Her clever insight is that the output could look like this:
rex > pairs(from(0), from(0));
[[0, 0], [0, 1], [1, 0], [0, 2], [1, 1], [2, 0],
[0, 3], [1, 2], [2, 1], [3, 0],
[0, 4], [1, 3], [2, 2], [3, 1], [4, 0],
[0, 5], [1, 4], [2, 3], [3, 2], [4, 1], [5, 0],
[0, 6], [1, 5], [2, 4], [3, 3],
more? (return to continue, q to quit, a to abort, g to go non-stop, b to break)

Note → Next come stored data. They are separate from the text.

//! Integration tests for the iteration controller.
//!
//! These drive the loop with a scripted backend so gating, resume, and
//! shutdown behavior can be verified without spawning real sessions.

use std::sync::Mutex;
use std::time::Duration;

use async_trait::async_trait;
use tokio::sync::{mpsc, watch};

use ralph_core::controller::{
    run_loop, AutoContinue, CompletionBlock, ControllerEvent, LoopConfig, LoopInteraction,
    SessionBackend, StopReason,
};
use ralph_core::prompt::COMPLETION_SIGNAL;
use ralph_core::session::{RunMode, SessionEvent, SessionOpts};
use ralph_core::{IterationResult, RunnerError};

/// Backend that replays scripted results and records the prompts it saw.
struct ScriptedBackend {
    results: Mutex<Vec<IterationResult>>,
    prompts: Mutex<Vec<String>>,
}

impl ScriptedBackend {
    fn new(results: Vec<IterationResult>) -> Self {
        Self {
            results: Mutex::new(results),
            prompts: Mutex::new(Vec::new()),
        }
    }

    fn prompts(&self) -> Vec<String> {
        self.prompts.lock().unwrap().clone()
    }
}

#[async_trait]
impl SessionBackend for ScriptedBackend {
    async fn run(
        &self,
        prompt: &str,
        _iteration: u32,
        _opts: &SessionOpts,
        _cumulative_cost: f64,
        _events: Option<mpsc::UnboundedSender<SessionEvent>>,
    ) -> Result<IterationResult, RunnerError> {
        self.prompts.lock().unwrap().push(prompt.to_string());
        let mut results = self.results.lock().unwrap();
        assert!(!results.is_empty(), "backend ran out of scripted results");
        Ok(results.remove(0))
    }
}

fn ok_result(text: &str) -> IterationResult {
    IterationResult {
        text: text.to_string(),
        duration: Duration::from_secs(1),
        exit_code: Some(0),
        cost_usd: 0.05,
        input_tokens: 100,
        output_tokens: 50,
        ..Default::default()
    }
}

fn config(dir: &std::path::Path) -> LoopConfig {
    LoopConfig {
        prompt: "build the widget".to_string(),
        min_iterations: 1,
        max_iterations: 10,
        mode: RunMode::Afk,
        hard_timeout: Duration::from_secs(60),
        idle_timeout: Duration::from_secs(30),
        verify_cmd: None,
        verify_timeout: Duration::from_secs(10),
        internet: false,
        model: "sonnet".to_string(),
        claude_bin: "claude".to_string(),
        output_dir: dir.to_path_buf(),
        progress_file: dir.join("progress.md"),
        plan_file: None,
        start_iteration: 0,
        started: "2026-08-29 10:00:00".to_string(),
        debug: false,
    }
}

fn no_shutdown() -> watch::Receiver<bool> {
    // The receiver keeps the last value even after the sender drops.
    let (_tx, rx) = watch::channel(false);
    rx
}

#[tokio::test]
async fn test_completes_on_signal() {
    let dir = tempfile::tempdir().unwrap();
    let backend = ScriptedBackend::new(vec![ok_result(&format!("done {COMPLETION_SIGNAL}"))]);

    let report = run_loop(&config(dir.path()), &backend, &AutoContinue, no_shutdown(), None)
        .await
        .unwrap();

    assert_eq!(report.stop, StopReason::Completed);
    assert_eq!(report.iterations_done, 1);
    assert!((report.total_cost - 0.05).abs() < 1e-9);
}

#[tokio::test]
async fn test_min_iterations_blocks_early_signal() {
    let dir = tempfile::tempdir().unwrap();
    let signal = format!("claiming done {COMPLETION_SIGNAL}");
    let backend = ScriptedBackend::new(vec![
        ok_result(&signal),
        ok_result(&signal),
        ok_result(&signal),
    ]);
    let mut cfg = config(dir.path());
    cfg.min_iterations = 3;

    let (tx, mut rx) = mpsc::unbounded_channel();
    let report = run_loop(&cfg, &backend, &AutoContinue, no_shutdown(), Some(tx))
        .await
        .unwrap();

    assert_eq!(report.stop, StopReason::Completed);
    assert_eq!(report.iterations_done, 3);

    let mut blocked = Vec::new();
    while let Ok(ev) = rx.try_recv() {
        if let ControllerEvent::CompletionBlocked(reason) = ev {
            blocked.push(reason);
        }
    }
    assert_eq!(
        blocked,
        vec![
            CompletionBlock::MinIterations { done: 1, required: 3 },
            CompletionBlock::MinIterations { done: 2, required: 3 },
        ]
    );
}

#[tokio::test]
async fn test_verify_failure_blocks_completion() {
    let dir = tempfile::tempdir().unwrap();
    let signal = format!("done {COMPLETION_SIGNAL}");
    let backend = ScriptedBackend::new(vec![
        ok_result(&signal),
        ok_result(&signal),
        ok_result(&signal),
    ]);
    let mut cfg = config(dir.path());
    cfg.max_iterations = 3;
    cfg.verify_cmd = Some("false".to_string());

    let report = run_loop(&cfg, &backend, &AutoContinue, no_shutdown(), None)
        .await
        .unwrap();

    assert_eq!(report.stop, StopReason::MaxIterations);
    assert_eq!(report.verify_history, vec![Some(false); 3]);
}

#[tokio::test]
async fn test_verify_pass_allows_completion() {
    let dir = tempfile::tempdir().unwrap();
    let backend = ScriptedBackend::new(vec![ok_result(&format!("done {COMPLETION_SIGNAL}"))]);
    let mut cfg = config(dir.path());
    cfg.verify_cmd = Some("true".to_string());

    let report = run_loop(&cfg, &backend, &AutoContinue, no_shutdown(), None)
        .await
        .unwrap();

    assert_eq!(report.stop, StopReason::Completed);
    assert_eq!(report.verify_history, vec![Some(true)]);
}

#[tokio::test]
async fn test_verify_skipped_when_no_output() {
    let dir = tempfile::tempdir().unwrap();
    let silent_crash = IterationResult {
        exit_code: Some(1),
        ..Default::default()
    };
    let backend = ScriptedBackend::new(vec![
        silent_crash,
        ok_result(&format!("recovered {COMPLETION_SIGNAL}")),
    ]);
    let mut cfg = config(dir.path());
    cfg.verify_cmd = Some("true".to_string());

    let report = run_loop(&cfg, &backend, &AutoContinue, no_shutdown(), None)
        .await
        .unwrap();

    assert_eq!(report.stop, StopReason::Completed);
    assert_eq!(report.verify_history, vec![None, Some(true)]);
}

#[tokio::test]
async fn test_failure_context_carries_into_next_prompt() {
    let dir = tempfile::tempdir().unwrap();
    let idle_kill = IterationResult {
        idle_timed_out: true,
        exit_code: Some(137),
        ..Default::default()
    };
    let backend = ScriptedBackend::new(vec![
        idle_kill,
        ok_result(&format!("done {COMPLETION_SIGNAL}")),
    ]);

    let report = run_loop(&config(dir.path()), &backend, &AutoContinue, no_shutdown(), None)
        .await
        .unwrap();

    assert_eq!(report.stop, StopReason::Completed);
    let prompts = backend.prompts();
    assert_eq!(prompts.len(), 2);
    assert!(!prompts[0].contains("timed out due to inactivity"));
    assert!(prompts[1].contains("timed out due to inactivity"));
}

#[tokio::test]
async fn test_resume_continues_numbering() {
    let dir = tempfile::tempdir().unwrap();
    for n in [1, 3, 7] {
        std::fs::write(dir.path().join(format!("iter-{n}.jsonl")), "{}").unwrap();
    }
    let backend = ScriptedBackend::new(vec![ok_result(&format!("done {COMPLETION_SIGNAL}"))]);
    let mut cfg = config(dir.path());
    cfg.start_iteration = ralph_core::stats::find_last_iteration(dir.path());
    cfg.max_iterations = 20;

    let report = run_loop(&cfg, &backend, &AutoContinue, no_shutdown(), None)
        .await
        .unwrap();

    assert_eq!(report.stop, StopReason::Completed);
    assert_eq!(report.rows.len(), 1);
    assert_eq!(report.rows[0].iteration, 8);
}

#[tokio::test]
async fn test_max_iterations_stops_loop() {
    let dir = tempfile::tempdir().unwrap();
    let backend = ScriptedBackend::new(vec![
        ok_result("still going"),
        ok_result("still going"),
    ]);
    let mut cfg = config(dir.path());
    cfg.max_iterations = 2;

    let report = run_loop(&cfg, &backend, &AutoContinue, no_shutdown(), None)
        .await
        .unwrap();

    assert_eq!(report.stop, StopReason::MaxIterations);
    assert_eq!(report.iterations_done, 2);
}

#[tokio::test]
async fn test_shutdown_before_first_iteration() {
    let dir = tempfile::tempdir().unwrap();
    let backend = ScriptedBackend::new(vec![]);
    let (tx, rx) = watch::channel(true);

    let report = run_loop(&config(dir.path()), &backend, &AutoContinue, rx, None)
        .await
        .unwrap();
    drop(tx);

    assert_eq!(report.stop, StopReason::Shutdown);
    assert_eq!(report.iterations_done, 0);
}

#[tokio::test]
async fn test_hitl_quit_stops_after_iteration() {
    struct QuitImmediately;
    #[async_trait]
    impl LoopInteraction for QuitImmediately {
        async fn confirm_continue(&self) -> bool {
            false
        }
    }

    let dir = tempfile::tempdir().unwrap();
    let backend = ScriptedBackend::new(vec![ok_result("no signal yet")]);
    let mut cfg = config(dir.path());
    cfg.mode = RunMode::Hitl;

    let report = run_loop(&cfg, &backend, &QuitImmediately, no_shutdown(), None)
        .await
        .unwrap();

    assert_eq!(report.stop, StopReason::OperatorQuit);
    assert_eq!(report.iterations_done, 1);
}

#[tokio::test]
async fn test_artifacts_written_each_iteration() {
    let dir = tempfile::tempdir().unwrap();
    let backend = ScriptedBackend::new(vec![ok_result(&format!("done {COMPLETION_SIGNAL}"))]);

    run_loop(&config(dir.path()), &backend, &AutoContinue, no_shutdown(), None)
        .await
        .unwrap();

    let progress = std::fs::read_to_string(dir.path().join("progress.md")).unwrap();
    assert!(progress.contains("Iteration 1 Summary"));

    let stats: serde_json::Value =
        serde_json::from_str(&std::fs::read_to_string(dir.path().join("stats.json")).unwrap())
            .unwrap();
    assert_eq!(stats["totals"]["iterations"], 1);
    assert_eq!(stats["iterations"][0]["status"], "ok");
}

Take a close look at the pattern of the output. Notice that the first
pair contains the 0th element of the first list and the 0th element
of the second list. The next two pairs are those in which
sums of the indices are exactly 1 (that is, the pair comprising the
0th element in the
first list and the 1st element of the second list and then the pair
comprising the 1st
element of the first list and the 0th element of the second list).
The next few pairs are those in which the sums of the indices are exactly
2, etc. In this way, if we are waiting for any given element to show up
on the list, it will appear eventually. Your task is to write
this pairs function using delayed evaluation. You may need
to write several helper functions to do this. However, among the
pair function and any of its helper functions, there should be
a total of only one delayed evaluation
(that is, the "$" sign should appear just once in total.). Again,
your function should output some finite number of pairs and should
then delay the evaluation of the rest of the list.